AL COMPAS DEL TAMBORIL
Hay cosas se van
perdiendo. Y para no ser acusado de incurrir en la nostalgia barata, uno tiene
que decir que está bien, qué es bueno que así suceda. Pero la verdad es que no
sé si es bueno. O sí sé, pero la mayoría de las veces, ya son cuestiones que a
nadie le importa. ¡Los tiempos cambian!, rápidamente te va a decir algún
comedido. ¡Qué antigüedad!, se va a burlar el modernista. Pero antes, algunas
cosas eran bien distintas.
Y sí, porque si a
principio del siglo pasado, nacías quinto hijo, en el barrio de Floresta, tu
apellido por parte del padre era De Luca y por parte de madre, Di Paola, eras,
un tanito de barrio. Y como tal, el sacrificio de tus padres inmigrantes era
para que te hicieras un hombre de bien, un hombre de trabajo y que te
convirtieras en un artesano o en un comerciante. Y con un vinito encima, seguro
que los viejos se animaban a soñarte un ingegnere
o aún mejor, un dottore.
Pero en esta historia
que les quiero contar, el pibe había salido con buen oído para la música y
siempre hacía los mandados silbando.
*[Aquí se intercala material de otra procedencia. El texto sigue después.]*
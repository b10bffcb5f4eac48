//! Handler for per-link click analytics.

use axum::{
    Extension, Json,
    extract::{Path, Query, State},
};

use crate::api::dto::analytics::{AnalyticsParams, AnalyticsResponse};
use crate::application::services::OwnerId;
use crate::error::AppError;
use crate::state::AppState;

/// Returns a page of clicks for one of the caller's links.
///
/// # Endpoint
///
/// `GET /links/{id}/analytics?startDate=&endDate=&limit=&offset=`
///
/// `limit` defaults to 100 (max 1000) and `offset` to 0. Clicks are ordered
/// newest first; `totalClicks` counts every click in the date range.
///
/// # Errors
///
/// - 400 if a date is malformed
/// - 401 without a valid bearer token
/// - 403 if the link does not exist or belongs to someone else
/// - 429 when the per-client quota is exhausted
pub async fn analytics_handler(
    State(state): State<AppState>,
    Path(link_id): Path<i64>,
    Query(params): Query<AnalyticsParams>,
    Extension(OwnerId(owner_id)): Extension<OwnerId>,
) -> Result<Json<AnalyticsResponse>, AppError> {
    let filter = params.to_filter()?;

    let page = state
        .analytics_service
        .get_analytics(link_id, owner_id, filter)
        .await?;

    Ok(Json(AnalyticsResponse {
        total_clicks: page.total,
        clicks: page.clicks.into_iter().map(Into::into).collect(),
    }))
}
//! Bounded click queue and the background worker that drains it.

use std::sync::Arc;

use tokio::sync::{Semaphore, mpsc, mpsc::error::TrySendError};
use tracing::{debug, info, warn};

use crate::application::services::ClickRecorder;
use crate::domain::raw_visit::RawVisit;
use crate::domain::repositories::ClickRepository;

/// Sending half of the click queue.
///
/// [`ClickSender::dispatch`] never waits: a full or closed queue drops the visit.
#[derive(Debug, Clone)]
pub struct ClickSender {
    tx: mpsc::Sender<RawVisit>,
}

impl ClickSender {
    pub fn new(tx: mpsc::Sender<RawVisit>) -> Self {
        Self { tx }
    }

    /// Enqueues a visit for recording. Returns false if the visit was dropped.
    pub fn dispatch(&self, visit: RawVisit) -> bool {
        match self.tx.try_send(visit) {
            Ok(()) => true,
            Err(TrySendError::Full(visit)) => {
                warn!(link_id = visit.link_id, "Click queue is full, dropping visit");
                metrics::counter!("click_events_dropped_total", "reason" => "full").increment(1);
                false
            }
            Err(TrySendError::Closed(visit)) => {
                warn!(link_id = visit.link_id, "Click queue is closed, dropping visit");
                metrics::counter!("click_events_dropped_total", "reason" => "closed").increment(1);
                false
            }
        }
    }

    pub fn is_closed(&self) -> bool {
        self.tx.is_closed()
    }

    /// Remaining free slots in the queue.
    pub fn capacity(&self) -> usize {
        self.tx.capacity()
    }
}

/// Creates the click queue with the given capacity.
pub fn click_channel(capacity: usize) -> (ClickSender, mpsc::Receiver<RawVisit>) {
    let (tx, rx) = mpsc::channel(capacity);
    (ClickSender::new(tx), rx)
}

/// Drains the click queue until every sender is dropped.
///
/// At most `concurrency` visits are enriched and persisted at the same time.
/// Failures are handled inside [`ClickRecorder::record_click`] and never stop
/// the worker. On shutdown the worker waits for in-flight recordings.
pub async fn run_click_worker<C>(
    mut rx: mpsc::Receiver<RawVisit>,
    recorder: Arc<ClickRecorder<C>>,
    concurrency: usize,
) where
    C: ClickRepository + ?Sized + 'static,
{
    let concurrency = concurrency.max(1);
    let semaphore = Arc::new(Semaphore::new(concurrency));

    while let Some(visit) = rx.recv().await {
        let Ok(permit) = semaphore.clone().acquire_owned().await else {
            break;
        };

        let recorder = recorder.clone();
        tokio::spawn(async move {
            recorder.record_click(visit).await;
            drop(permit);
        });
    }

    debug!("Click queue closed, waiting for in-flight recordings");
    let _ = semaphore.acquire_many(concurrency as u32).await;
    info!("Click worker stopped");
}
//! Link entity representing a shortened URL mapping.

use chrono::{DateTime, Utc};

use crate::utils::user_agent::DeviceType;

/// A shortened URL with optional device-specific destination.
#[derive(Debug, Clone, PartialEq)]
pub struct Link {
    pub id: i64,
    pub short_code: String,
    pub long_url_desktop: String,
    pub long_url_mobile: Option<String>,
    pub name: Option<String>,
    pub expiry: Option<DateTime<Utc>>,
    pub image_url: Option<String>,
    pub created_by: i64,
    pub created_at: DateTime<Utc>,
}

impl Link {
    /// Returns true if the link has an expiry strictly before `now`.
    pub fn is_expired_at(&self, now: DateTime<Utc>) -> bool {
        self.expiry.is_some_and(|expiry| now > expiry)
    }

    /// Returns true if `owner_id` created this link.
    pub fn is_owned_by(&self, owner_id: i64) -> bool {
        self.created_by == owner_id
    }

    /// Picks the redirect destination for a visitor's device.
    ///
    /// Mobile visitors get the mobile URL when one is set. Everyone else gets the
    /// desktop URL, and the mobile URL is used only if the desktop one is blank.
    /// Returns `None` when the link has no usable destination at all.
    pub fn target_for(&self, device: DeviceType) -> Option<&str> {
        let desktop = non_blank(Some(self.long_url_desktop.as_str()));
        let mobile = non_blank(self.long_url_mobile.as_deref());

        if device.is_mobile()
            && let Some(mobile) = mobile
        {
            return Some(mobile);
        }

        desktop.or(mobile)
    }
}

fn non_blank(value: Option<&str>) -> Option<&str> {
    value.filter(|v| !v.trim().is_empty())
}

/// Input data for inserting a new link.
#[derive(Debug, Clone, PartialEq)]
pub struct NewLink {
    pub short_code: String,
    pub long_url_desktop: String,
    pub long_url_mobile: Option<String>,
    pub name: Option<String>,
    pub expiry: Option<DateTime<Utc>>,
    pub image_url: Option<String>,
    pub created_by: i64,
}

impl NewLink {
    /// Builds the row to insert for a given short code.
    pub fn from_fields(short_code: String, fields: &CreateLink, created_by: i64) -> Self {
        Self {
            short_code,
            long_url_desktop: fields.long_url_desktop.clone().unwrap_or_default(),
            long_url_mobile: fields.long_url_mobile.clone(),
            name: fields.name.clone(),
            expiry: fields.expiry,
            image_url: fields.image_url.clone(),
            created_by,
        }
    }
}

/// Caller-supplied fields for link creation, before validation.
///
/// `long_url_desktop` is optional here so a missing value surfaces as a
/// validation error rather than a deserialization failure.
#[derive(Debug, Clone, Default, PartialEq)]
pub struct CreateLink {
    pub long_url_desktop: Option<String>,
    pub long_url_mobile: Option<String>,
    pub name: Option<String>,
    pub expiry: Option<DateTime<Utc>>,
    pub image_url: Option<String>,
    pub short_code: Option<String>,
}

/// Result of an atomic link insert.
///
/// The store reports a short-code collision as a value rather than an error so
/// callers can retry with a fresh code.
#[derive(Debug, Clone, PartialEq)]
pub enum InsertOutcome {
    Created(Link),
    CodeTaken,
}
Ya más grande, los amigos de la barra le
pedían que se cantara un tanguito. Y acodado en el buzón de la esquina, con la
complicidad del farol, derrochaba todo su arte y la noche poblada de azahares se
dejaba enamorar por esa voz melodiosa. Así lo descubrió un guitarrista, que le
propuso incorporarse a su conjunto.
El pibe se moría de
ganas pero aunque ya era muchacho de pantalón largo sabía que si Don Salvador
se enteraba, directamente lo fajaba. Así que empezó a cantar pero oculto bajo
un seudónimo. Dicen que dicen que alguna vez, el tano padre lo escuchó por la
radio y que hasta festejó la voz de ese joven valor, tan parecida a la de su
Albertito, Menos mal que como el speaker
lo anuncio como Alberto Dual, no lo supo reconocer porque si no, ardía Troya…
Con el canto le
empezó a ir por demás de bien, pero en aquellos tiempos, los sueños familiares
se labraban para ser cumplidos, y después de un tiempo, tuvo que abandonar la
música para dedicarse por completo a la carrera de medicina. Finalmente, el ragazzo iba a ser doctor.
Sin embargo, el
bichito del tango le había inoculado su dulce ponzoña y un año antes de
recibirse, se sumó a una orquesta típica. ¡Colgó los libros, dice usted! Pero espere,
no se me asuste. Aunque grabó un disco que fue todo un éxito, Albertito se
recibió de ginecólogo y la casa paterna se llenó de inflamado orgullo cuando allí
mismo, instaló su consultorio como “doctor de señoras”. ¡Qué contentos estaban
don Salvador y doña Lucía! Pero una cosa llevó a la otra y pronto el éxito
radial y discográfico, le atrajo una romería de pacientes que querían hacerse
“atender” por el famoso cantor.
Estaba visto que lo
suyo era el tango y pronto dejó la consulta por los escenarios. El padre lo supo
entender, porque no hubo otro como él. Con una gola potente y su fraseo exacto,
inclinaba el micrófono como quien le habla a un amor antes del beso. Las manos
nunca descasaban, aleteando en el aire o cruzadas en la boca, cual verdulero
sobre el carro. Las camisas con el cuello sin abotonar, la corbata con el nudo
corazón, el pañuelo en el bolsillo como una catarata… todas marcas de fábrica,
como el candombe y los tambores que enloquecía al público. Había nacido para
eso.
Los clubes, los
teatros, los cines desbordaban con multitudes que se cansaban de aplaudir. Cuando
actuaba, la policía tenía que cerrar las calles. El sociólogo de turno dirá que
era un fenómeno de masas. El tanito de barrio desde el escenario lo resumía con
mejor poesía: “Yo soy parte de mi pueblo,
y le debo lo que soy; hablo con su mismo verbo y canto con su misma voz”.
En un día como hoy,
pero hace justo 10 años, fallecía Alberto Salvador De Luca, más conocido como
Alberto Castillo, el Cantor de los Cien Barrios porteños.